▸ Work instruction: Would you give the records below again, exactly and completely?

══════

use std::rc::Rc;
use gloo_timers::callback::Timeout;
use yew::prelude::*;

use crate::config;

#[derive(Clone, Copy, Debug, PartialEq, Eq)]
pub enum ToastKind {
    Success,
    Error,
}

#[derive(Clone, Debug, PartialEq)]
pub struct Toast {
    pub id: u32,
    pub kind: ToastKind,
    pub message: String,
}

#[derive(Clone, Debug, Default, PartialEq)]
pub struct ToastQueue {
    next_id: u32,
    pub toasts: Vec<Toast>,
}

pub enum ToastAction {
    Push(ToastKind, String),
    Dismiss(u32),
}

impl Reducible for ToastQueue {
    type Action = ToastAction;

    fn reduce(self: Rc<Self>, action: Self::Action) -> Rc<Self> {
        let mut next = (*self).clone();
        match action {
            ToastAction::Push(kind, message) => {
                next.toasts.push(Toast { id: next.next_id, kind, message });
                next.next_id = next.next_id.wrapping_add(1);
                if next.toasts.len() > config::MAX_VISIBLE_TOASTS {
                    let overflow = next.toasts.len() - config::MAX_VISIBLE_TOASTS;
                    next.toasts.drain(..overflow);
                }
            }
            ToastAction::Dismiss(id) => {
                if !self.toasts.iter().any(|t| t.id == id) {
                    return self;
                }
                next.toasts.retain(|t| t.id != id);
            }
        }
        Rc::new(next)
    }
}

/// Handle handed out by [`use_toaster`].
#[derive(Clone, PartialEq)]
pub struct ToastHandle {
    queue: UseReducerDispatcher<ToastQueue>,
}

impl ToastHandle {
    pub fn success(&self, message: impl Into<String>) {
        self.queue.dispatch(ToastAction::Push(ToastKind::Success, message.into()));
    }

    pub fn error(&self, message: impl Into<String>) {
        self.queue.dispatch(ToastAction::Push(ToastKind::Error, message.into()));
    }
}

#[hook]
pub fn use_toaster() -> ToastHandle {
    use_context::<ToastHandle>().expect("use_toaster called outside <Toaster>")
}

#[derive(Properties, PartialEq)]
pub struct ToasterProps {
    #[prop_or_default]
    pub children: Children,
}

/// Provides toasts to its children and renders them at the top center.
#[function_component(Toaster)]
pub fn toaster(props: &ToasterProps) -> Html {
    let queue = use_reducer(ToastQueue::default);
    let handle = ToastHandle { queue: queue.dispatcher() };

    let on_dismiss = {
        let dispatcher = queue.dispatcher();
        Callback::from(move |id: u32| dispatcher.dispatch(ToastAction::Dismiss(id)))
    };

    html! {
        <ContextProvider<ToastHandle> context={handle}>
            { props.children.clone() }
            <div class="toaster" aria-live="polite">
                { for queue.toasts.iter().map(|toast| html! {
                    <ToastItem key={toast.id} toast={toast.clone()} on_dismiss={on_dismiss.clone()} />
                }) }
            </div>
            <style>
                {r#"
                .toaster {
                    position: fixed;
                    top: 1rem;
                    left: 50%;
                    transform: translateX(-50%);
                    display: flex;
                    flex-direction: column;
                    gap: 0.5rem;
                    z-index: 1000;
                    pointer-events: none;
                }
                .toast {
                    pointer-events: auto;
                    min-width: 280px;
                    max-width: 90vw;
                    padding: 0.85rem 1.1rem;
                    border-radius: 10px;
                    background: #ffffff;
                    box-shadow: 0 10px 30px rgba(17, 24, 39, 0.15);
                    border: 1px solid #e5e7eb;
                    font-size: 0.95rem;
                    cursor: pointer;
                    animation: toastIn 0.25s ease-out;
                }
                .toast--success { border-left: 4px solid #16a34a; color: #14532d; }
                .toast--error { border-left: 4px solid #dc2626; color: #7f1d1d; }
                @keyframes toastIn {
                    from { opacity: 0; transform: translateY(-8px); }
                    to { opacity: 1; transform: translateY(0); }
                }
                "#}
            </style>
        </ContextProvider<ToastHandle>>
    }
}

#[derive(Properties, PartialEq)]
struct ToastItemProps {
    toast: Toast,
    on_dismiss: Callback<u32>,
}

#[function_component(ToastItem)]
fn toast_item(props: &ToastItemProps) -> Html {
    let id = props.toast.id;

    {
        let on_dismiss = props.on_dismiss.clone();
        use_effect_with_deps(
            move |id| {
                let id = *id;
                let timeout = Timeout::new(config::TOAST_DURATION_MS, move || on_dismiss.emit(id));
                move || drop(timeout)
            },
            id,
        );
    }

    let onclick = {
        let on_dismiss = props.on_dismiss.clone();
        Callback::from(move |_: MouseEvent| on_dismiss.emit(id))
    };

    let class = match props.toast.kind {
        ToastKind::Success => "toast toast--success",
        ToastKind::Error => "toast toast--error",
    };

    html! {
        <div {class} role="status" {onclick}>
            { &props.toast.message }
        </div>
    }
}

#[cfg(test)]
mod tests {
    use super::*;

    fn push(queue: Rc<ToastQueue>, message: &str) -> Rc<ToastQueue> {
        queue.reduce(ToastAction::Push(ToastKind::Success, message.to_string()))
    }

    #[test]
    fn pushed_toasts_get_distinct_ids() {
        let queue = push(push(Rc::new(ToastQueue::default()), "a"), "b");
        assert_eq!(queue.toasts.len(), 2);
        assert_ne!(queue.toasts[0].id, queue.toasts[1].id);
    }

    #[test]
    fn oldest_toast_is_dropped_past_the_cap() {
        let mut queue = Rc::new(ToastQueue::default());
        for i in 0..config::MAX_VISIBLE_TOASTS + 2 {
            queue = push(queue, &format!("toast {}", i));
        }
        assert_eq!(queue.toasts.len(), config::MAX_VISIBLE_TOASTS);
        assert_eq!(queue.toasts[0].message, "toast 2");
    }

    #[test]
    fn dismiss_removes_only_that_toast() {
        let queue = push(push(Rc::new(ToastQueue::default()), "a"), "b");
        let first = queue.toasts[0].id;
        let queue = queue.reduce(ToastAction::Dismiss(first));
        assert_eq!(queue.toasts.len(), 1);
        assert_eq!(queue.toasts[0].message, "b");

        let unchanged = queue.clone().reduce(ToastAction::Dismiss(first));
        assert!(Rc::ptr_eq(&queue, &unchanged));
    }
}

══════

▸ Solution:
use std::rc::Rc;
use gloo_timers::callback::Timeout;
use yew::prelude::*;

use crate::config;

#[derive(Clone, Copy, Debug, PartialEq, Eq)]
pub enum ToastKind {
    Success,
    Error,
}

#[derive(Clone, Debug, PartialEq)]
pub struct Toast {
    pub id: u32,
    pub kind: ToastKind,
    pub message: String,
}

#[derive(Clone, Debug, Default, PartialEq)]
pub struct ToastQueue {
    next_id: u32,
    pub toasts: Vec<Toast>,
}

pub enum ToastAction {
    Push(ToastKind, String),
    Dismiss(u32),
}

impl Reducible for ToastQueue {
    type Action = ToastAction;

    fn reduce(self: Rc<Self>, action: Self::Action) -> Rc<Self> {
        let mut next = (*self).clone();
        match action {
            ToastAction::Push(kind, message) => {
                next.toasts.push(Toast { id: next.next_id, kind, message });
                next.next_id = next.next_id.wrapping_add(1);
                if next.toasts.len() > config::MAX_VISIBLE_TOASTS {
                    let overflow = next.toasts.len() - config::MAX_VISIBLE_TOASTS;
                    next.toasts.drain(..overflow);
                }
            }
            ToastAction::Dismiss(id) => {
                if !self.toasts.iter().any(|t| t.id == id) {
                    return self;
                }
                next.toasts.retain(|t| t.id != id);
            }
        }
        Rc::new(next)
    }
}

/// Handle handed out by [`use_toaster`].
#[derive(Clone, PartialEq)]
pub struct ToastHandle {
    queue: UseReducerDispatcher<ToastQueue>,
}

impl ToastHandle {
    pub fn success(&self, message: impl Into<String>) {
        self.queue.dispatch(ToastAction::Push(ToastKind::Success, message.into()));
    }

    pub fn error(&self, message: impl Into<String>) {
        self.queue.dispatch(ToastAction::Push(ToastKind::Error, message.into()));
    }
}

#[hook]
pub fn use_toaster() -> ToastHandle {
    use_context::<ToastHandle>().expect("use_toaster called outside <Toaster>")
}

#[derive(Properties, PartialEq)]
pub struct ToasterProps {
    #[prop_or_default]
    pub children: Children,
}

/// Provides toasts to its children and renders them at the top center.
#[function_component(Toaster)]
pub fn toaster(props: &ToasterProps) -> Html {
    let queue = use_reducer(ToastQueue::default);
    let handle = ToastHandle { queue: queue.dispatcher() };

    let on_dismiss = {
        let dispatcher = queue.dispatcher();
        Callback::from(move |id: u32| dispatcher.dispatch(ToastAction::Dismiss(id)))
    };

    html! {
        <ContextProvider<ToastHandle> context={handle}>
            { props.children.clone() }
            <div class="toaster" aria-live="polite">
                { for queue.toasts.iter().map(|toast| html! {
                    <ToastItem key={toast.id} toast={toast.clone()} on_dismiss={on_dismiss.clone()} />
                }) }
            </div>
            <style>
                {r#"
                .toaster {
                    position: fixed;
                    top: 1rem;
                    left: 50%;
                    transform: translateX(-50%);
                    display: flex;
                    flex-direction: column;
                    gap: 0.5rem;
                    z-index: 1000;
                    pointer-events: none;
                }
                .toast {
                    pointer-events: auto;
                    min-width: 280px;
                    max-width: 90vw;
                    padding: 0.85rem 1.1rem;
                    border-radius: 10px;
                    background: #ffffff;
                    box-shadow: 0 10px 30px rgba(17, 24, 39, 0.15);
                    border: 1px solid #e5e7eb;
                    font-size: 0.95rem;
                    cursor: pointer;
                    animation: toastIn 0.25s ease-out;
                }
                .toast--success { border-left: 4px solid #16a34a; color: #14532d; }
                .toast--error { border-left: 4px solid #dc2626; color: #7f1d1d; }
                @keyframes toastIn {
                    from { opacity: 0; transform: translateY(-8px); }
                    to { opacity: 1; transform: translateY(0); }
                }
                "#}
            </style>
        </ContextProvider<ToastHandle>>
    }
}

#[derive(Properties, PartialEq)]
struct ToastItemProps {
    toast: Toast,
    on_dismiss: Callback<u32>,
}

#[function_component(ToastItem)]
fn toast_item(props: &ToastItemProps) -> Html {
    let id = props.toast.id;

    {
        let on_dismiss = props.on_dismiss.clone();
        use_effect_with_deps(
            move |id| {
                let id = *id;
                let timeout = Timeout::new(config::TOAST_DURATION_MS, move || on_dismiss.emit(id));
                move || drop(timeout)
            },
            id,
        );
    }

    let onclick = {
        let on_dismiss = props.on_dismiss.clone();
        Callback::from(move |_: MouseEvent| on_dismiss.emit(id))
    };

    let class = match props.toast.kind {
        ToastKind::Success => "toast toast--success",
        ToastKind::Error => "toast toast--error",
    };

    html! {
        <div {class} role="status" {onclick}>
            { &props.toast.message }
        </div>
    }
}

#[cfg(test)]
mod tests {
    use super::*;

    fn push(queue: Rc<ToastQueue>, message: &str) -> Rc<ToastQueue> {
        queue.reduce(ToastAction::Push(ToastKind::Success, message.to_string()))
    }

    #[test]
    fn pushed_toasts_get_distinct_ids() {
        let queue = push(push(Rc::new(ToastQueue::default()), "a"), "b");
        assert_eq!(queue.toasts.len(), 2);
        assert_ne!(queue.toasts[0].id, queue.toasts[1].id);
    }

    #[test]
    fn oldest_toast_is_dropped_past_the_cap() {
        let mut queue = Rc::new(ToastQueue::default());
        for i in 0..config::MAX_VISIBLE_TOASTS + 2 {
            queue = push(queue, &format!("toast {}", i));
        }
        assert_eq!(queue.toasts.len(), config::MAX_VISIBLE_TOASTS);
        assert_eq!(queue.toasts[0].message, "toast 2");
    }

    #[test]
    fn dismiss_removes_only_that_toast() {
        let queue = push(push(Rc::new(ToastQueue::default()), "a"), "b");
        let first = queue.toasts[0].id;
        let queue = queue.reduce(ToastAction::Dismiss(first));
        assert_eq!(queue.toasts.len(), 1);
        assert_eq!(queue.toasts[0].message, "b");

        let unchanged = queue.clone().reduce(ToastAction::Dismiss(first));
        assert!(Rc::ptr_eq(&queue, &unchanged));
    }
}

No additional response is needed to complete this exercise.